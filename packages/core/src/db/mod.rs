//! Storage Layer
//!
//! The core treats persistence as an external collaborator reached through
//! the `NodeStore` trait:
//!
//! - Atomic single-document writes and partial updates
//! - Atomic filtered multi-update (position increments)
//! - Ordered queries by parent reference
//!
//! `InMemoryNodeStore` is the bundled implementation, used by tests and by
//! embedders that keep the tree in memory. Domain events emitted after
//! successful writes are defined in [`events`].

mod error;
pub mod events;
mod memory_store;
mod node_store;

pub use error::DatabaseError;
pub use events::{DomainEvent, HierarchyRelationship};
pub use memory_store::InMemoryNodeStore;
pub use node_store::{DeleteResult, NodeStore};
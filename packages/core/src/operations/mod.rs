//! Node Operations
//!
//! Coordination on top of `NodeService` for callers that need stronger
//! ordering guarantees than the service gives on its own.

pub mod sibling_queue;

pub use sibling_queue::SiblingOperationQueue;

* **EXERCISE INSTRUCTIONS**: From the data, list each line in which the string "that" appears.

* **SOLUTION FOR THIS PROBLEM**:
//! embedders that keep the tree in memory. Domain events emitted after
//! Coordination on top of `NodeService` for callers that need stronger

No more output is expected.